Verger plans to capture Lecter and offer him, feet first, to
a pack of ravenous boars, a diabolical irony even Lecter would
appreciate. The recently disgraced Starling (suspended after
a botched drug bust that wasn't her fault) must find Lecter before
Verger's minions do; time is of the essence, though, because
Verger's men are closing in on Lecter in Florence, where he has
assumed the identity of an art curator, and a decent but desperate-for-cash
Italian detective (Giancarlo Giannini) is likewise on his trail,
mainly for the reward money. This detective has the dual misfortune
of being the descendant of a famously executed murderer and being
up against a scholar of Italian history.
There is not one inessential scene in Hannibal -- it's
extremely plot-centered, and those who treasured the quiet pockets
of dread and sadness in Silence will miss those things
here. (I would've liked a little more competitive scenery-chewing
between Verger and Lecter, for instance.) Hannibal hits
the ground running and sprints for more than two hours towards
its grisly, by-now-infamous climax.
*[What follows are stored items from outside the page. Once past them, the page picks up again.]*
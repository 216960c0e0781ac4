//! Auto-resolution rules.
//!
//! A rule set is an ordered, versioned list of `when → then` rules loaded from
//! JSON once per run. The first matching rule decides; no match means the
//! request waits for a human.
//!
//! ```json
//! { "version": 1, "rules": [
//!   { "id": "escalate-rate-overrides",
//!     "when": { "op": "equals", "field": "request_type", "value": "gst_rate_override" },
//!     "then": { "action": "escalate" } }
//! ] }
//! ```
//!
//! Fields are dotted paths into [`crate::ApprovalRequest::facts`], e.g.
//! `payload.taxable_value`.

use std::collections::HashSet;
use std::str::FromStr;

use rust_decimal::Decimal;
use serde::{Deserialize, Serialize};
use serde_json::Value as JsonValue;
use thiserror::Error;

use gstflow_core::RecordOverrides;

use crate::request::Outcome;

#[derive(Debug, Clone, PartialEq, Serialize, Deserialize)]
#[serde(tag = "op", rename_all = "snake_case")]
pub enum Condition {
    Always,
    Equals { field: String, value: JsonValue },
    GreaterThan { field: String, value: Decimal },
    InSet { field: String, values: Vec<JsonValue> },
    And { all: Vec<Condition> },
    Or { any: Vec<Condition> },
    Not { condition: Box<Condition> },
}

impl Condition {
    pub fn evaluate(&self, facts: &JsonValue) -> bool {
        match self {
            Condition::Always => true,
            Condition::Equals { field, value } => {
                lookup(facts, field).is_some_and(|actual| same_value(actual, value))
            }
            Condition::GreaterThan { field, value } => lookup(facts, field)
                .and_then(as_decimal)
                .is_some_and(|actual| actual > *value),
            Condition::InSet { field, values } => lookup(facts, field)
                .is_some_and(|actual| values.iter().any(|v| same_value(actual, v))),
            Condition::And { all } => all.iter().all(|c| c.evaluate(facts)),
            Condition::Or { any } => any.iter().any(|c| c.evaluate(facts)),
            Condition::Not { condition } => !condition.evaluate(facts),
        }
    }
}

fn lookup<'a>(facts: &'a JsonValue, field: &str) -> Option<&'a JsonValue> {
    field
        .split('.')
        .try_fold(facts, |node, key| node.get(key))
        .filter(|v| !v.is_null())
}

/// Decimal view of a fact; amounts travel as strings.
fn as_decimal(value: &JsonValue) -> Option<Decimal> {
    match value {
        JsonValue::String(s) => Decimal::from_str(s.trim()).ok(),
        JsonValue::Number(n) => {
            let raw = n.to_string();
            Decimal::from_str(&raw)
                .or_else(|_| Decimal::from_scientific(&raw))
                .ok()
        }
        _ => None,
    }
}

fn same_value(actual: &JsonValue, expected: &JsonValue) -> bool {
    if actual == expected {
        return true;
    }
    match (as_decimal(actual), as_decimal(expected)) {
        (Some(a), Some(b)) => a == b,
        _ => false,
    }
}

#[derive(Debug, Clone, PartialEq, Eq, Serialize, Deserialize)]
#[serde(tag = "action", rename_all = "snake_case")]
pub enum RuleAction {
    Approve {
        #[serde(default)]
        overrides: RecordOverrides,
    },
    Reject,
    Escalate,
}

impl RuleAction {
    pub fn outcome(&self) -> Outcome {
        match self {
            RuleAction::Approve { overrides } => Outcome::approve_with(overrides.clone()),
            RuleAction::Reject => Outcome::Reject,
            RuleAction::Escalate => Outcome::Escalate,
        }
    }
}

#[derive(Debug, Clone, PartialEq, Serialize, Deserialize)]
pub struct Rule {
    pub id: String,
    #[serde(default)]
    pub description: String,
    pub when: Condition,
    pub then: RuleAction,
}

#[derive(Debug, Error)]
pub enum RuleSetError {
    #[error("rule set is not valid JSON: {0}")]
    Parse(#[from] serde_json::Error),

    #[error("rule ids must not be empty")]
    EmptyRuleId,

    #[error("duplicate rule id '{0}'")]
    DuplicateRuleId(String),
}

#[derive(Debug, Clone, PartialEq, Serialize, Deserialize)]
pub struct RuleSet {
    pub version: u32,
    pub rules: Vec<Rule>,
}

impl RuleSet {
    /// A rule set that never decides anything.
    pub fn empty(version: u32) -> Self {
        Self {
            version,
            rules: Vec::new(),
        }
    }

    /// Built-in rules:
    /// GST rate changes always go to a senior reviewer, and zero-quantity
    /// lines with no positive taxable value are rejected as noise.
    pub fn default_rules() -> Self {
        Self {
            version: 1,
            rules: vec![
                Rule {
                    id: "escalate-rate-overrides".into(),
                    description: "GST rate changes need a senior reviewer".into(),
                    when: Condition::Equals {
                        field: "request_type".into(),
                        value: JsonValue::from("gst_rate_override"),
                    },
                    then: RuleAction::Escalate,
                },
                Rule {
                    id: "reject-empty-zero-quantity".into(),
                    description: "zero-quantity lines without value carry nothing to post".into(),
                    when: Condition::And {
                        all: vec![
                            Condition::Equals {
                                field: "error_code".into(),
                                value: JsonValue::from("DAT-002"),
                            },
                            Condition::Not {
                                condition: Box::new(Condition::GreaterThan {
                                    field: "payload.taxable_value".into(),
                                    value: Decimal::ZERO,
                                }),
                            },
                        ],
                    },
                    then: RuleAction::Reject,
                },
            ],
        }
    }

    pub fn from_json_str(raw: &str) -> Result<Self, RuleSetError> {
        let set: RuleSet = serde_json::from_str(raw)?;
        set.validate()?;
        Ok(set)
    }

    pub fn validate(&self) -> Result<(), RuleSetError> {
        let mut seen = HashSet::new();
        for rule in &self.rules {
            if rule.id.trim().is_empty() {
                return Err(RuleSetError::EmptyRuleId);
            }
            if !seen.insert(rule.id.as_str()) {
                return Err(RuleSetError::DuplicateRuleId(rule.id.clone()));
            }
        }
        Ok(())
    }

    /// First rule whose condition holds.
    pub fn evaluate(&self, facts: &JsonValue) -> Option<&Rule> {
        self.rules.iter().find(|rule| rule.when.evaluate(facts))
    }
}

impl Default for RuleSet {
    fn default() -> Self {
        Self::default_rules()
    }
}

#[cfg(test)]
mod tests {
    use super::*;
    use rust_decimal_macros::dec;
    use serde_json::json;

    fn facts() -> JsonValue {
        json!({
            "request_type": "data_correction",
            "error_code": "DAT-002",
            "severity": "warning",
            "channel": "flipkart",
            "payload": { "taxable_value": "0.00", "quantity": 0, "state_code": "KA" }
        })
    }

    #[test]
    fn conditions_walk_dotted_paths() {
        let f = facts();
        let eq = Condition::Equals {
            field: "payload.state_code".into(),
            value: json!("KA"),
        };
        assert!(eq.evaluate(&f));

        let missing = Condition::Equals {
            field: "payload.ledger_name".into(),
            value: JsonValue::Null,
        };
        assert!(!missing.evaluate(&f));
    }

    #[test]
    fn numeric_comparisons_accept_string_amounts() {
        let f = facts();
        let gt = |v| Condition::GreaterThan {
            field: "payload.taxable_value".into(),
            value: v,
        };
        assert!(!gt(dec!(0)).evaluate(&f));
        assert!(gt(dec!(-1)).evaluate(&f));

        let eq = Condition::Equals {
            field: "payload.taxable_value".into(),
            value: json!(0),
        };
        assert!(eq.evaluate(&f));
    }

    #[test]
    fn combinators_compose() {
        let f = facts();
        let in_set = Condition::InSet {
            field: "channel".into(),
            values: vec![json!("amazon_mtr"), json!("flipkart")],
        };
        let and = Condition::And {
            all: vec![in_set.clone(), Condition::Always],
        };
        let or = Condition::Or {
            any: vec![
                Condition::Not {
                    condition: Box::new(Condition::Always),
                },
                in_set,
            ],
        };
        assert!(and.evaluate(&f));
        assert!(or.evaluate(&f));
        assert!(Condition::And { all: vec![] }.evaluate(&f));
        assert!(!Condition::Or { any: vec![] }.evaluate(&f));
    }

    #[test]
    fn first_matching_rule_wins() {
        let set = RuleSet::from_json_str(
            r#"{
                "version": 3,
                "rules": [
                    { "id": "never", "when": { "op": "equals", "field": "channel", "value": "pepperfry" },
                      "then": { "action": "reject" } },
                    { "id": "zero-qty", "when": { "op": "equals", "field": "error_code", "value": "DAT-002" },
                      "then": { "action": "approve" } },
                    { "id": "catch-all", "when": { "op": "always" }, "then": { "action": "escalate" } }
                ]
            }"#,
        )
        .unwrap();

        assert_eq!(set.version, 3);
        let rule = set.evaluate(&facts()).unwrap();
        assert_eq!(rule.id, "zero-qty");
        assert_eq!(rule.then.outcome(), Outcome::approve());
    }

    #[test]
    fn approve_rules_can_carry_corrections() {
        let set = RuleSet::from_json_str(
            r#"{ "version": 1, "rules": [
                { "id": "ka-ledger", "when": { "op": "equals", "field": "payload.state_code", "value": "KA" },
                  "then": { "action": "approve", "overrides": { "ledger_name": "Flipkart Sales KA" } } }
            ] }"#,
        )
        .unwrap();
        let Some(Rule { then: RuleAction::Approve { overrides }, .. }) = set.evaluate(&facts()) else {
            panic!("expected an approve rule");
        };
        assert_eq!(overrides.ledger_name.as_deref(), Some("Flipkart Sales KA"));
    }

    #[test]
    fn malformed_rule_sets_are_rejected() {
        assert!(matches!(RuleSet::from_json_str("{"), Err(RuleSetError::Parse(_))));
        let dup = r#"{ "version": 1, "rules": [
            { "id": "a", "when": { "op": "always" }, "then": { "action": "reject" } },
            { "id": "a", "when": { "op": "always" }, "then": { "action": "reject" } }
        ] }"#;
        assert!(matches!(RuleSet::from_json_str(dup), Err(RuleSetError::DuplicateRuleId(id)) if id == "a"));
    }

    #[test]
    fn default_rules_escalate_rates_and_reject_empty_lines() {
        let set = RuleSet::default_rules();
        let rate = json!({ "request_type": "gst_rate_override", "error_code": "GST-001" });
        assert_eq!(set.evaluate(&rate).unwrap().then, RuleAction::Escalate);

        assert_eq!(set.evaluate(&facts()).unwrap().then, RuleAction::Reject);

        let valued = json!({ "request_type": "data_correction", "error_code": "DAT-002",
                             "payload": { "taxable_value": "120.00" } });
        assert!(set.evaluate(&valued).is_none());
    }

    #[test]
    fn default_rules_survive_serialization() {
        let raw = serde_json::to_string(&RuleSet::default_rules()).unwrap();
        assert_eq!(RuleSet::from_json_str(&raw).unwrap(), RuleSet::default_rules());
    }
}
What the movie lacks in emotional
tonality, though, it more than makes up for in operatic Grand
Guignol and dark comedy, as well as a ghoulish parody of a tragic
love story. Lecter, it seems, is mesmerized by Clarice -- her
pain, her strength, but mainly her force of will. In the movie's
major departure from the book, the feeling is not mutual; Clarice
wants to save Lecter, but only to bring him back to a cell. The
choice he eventually gives Clarice -- and himself -- in a key
moment defines both their characters superbly.
It won't be long before you fully accept Julianne Moore as the
older but wiser Clarice, with nary a backward glance at Jodie
Foster's interpretation. Without giving a better or worse performance,
Moore simply makes Clarice her own, giving her the weight of
ten years of defeat and frustration at the hands of FBI he-man
woman-haters like Paul Krendler (Ray Liotta), who takes every
opportunity to halt her advancement when he isn't crudely hitting
on her. And she more than holds her own in her few scenes opposite
the man of the hour, Anthony Hopkins, who could have slummed
his way through Lecter this time, but doesn't. Hopkins strolls
through Hannibal like a man enjoying an intensely amusing
private joke, which he shares with us alone. At times he's so
suave he could almost be the intellectual-savage version of James
Bond, with Verger as his Blofeld-type nemesis. But towards the
end, when Lecter tips his hand and shows the repulsed Clarice
exactly what his true nature is (in a hilariously literal pun
on his former profession), Hopkins shows us something new: regret
and mourning for what could have been (and once was, in the book)
and now can never be. He could devour her heart but will never
win it.
Hannibal is a dark and complexly entertaining ride, highly
generous to multiple viewings (I liked it even more the second
time), but many critics, eager to express their official disapproval
of matinee gross-outs, have weighed in with disproportionate
venom -- one viciously insulting pan, by Charles Taylor of salon.com, went so far as to compare
those who enjoy Hannibal with Verger's man-eating swine.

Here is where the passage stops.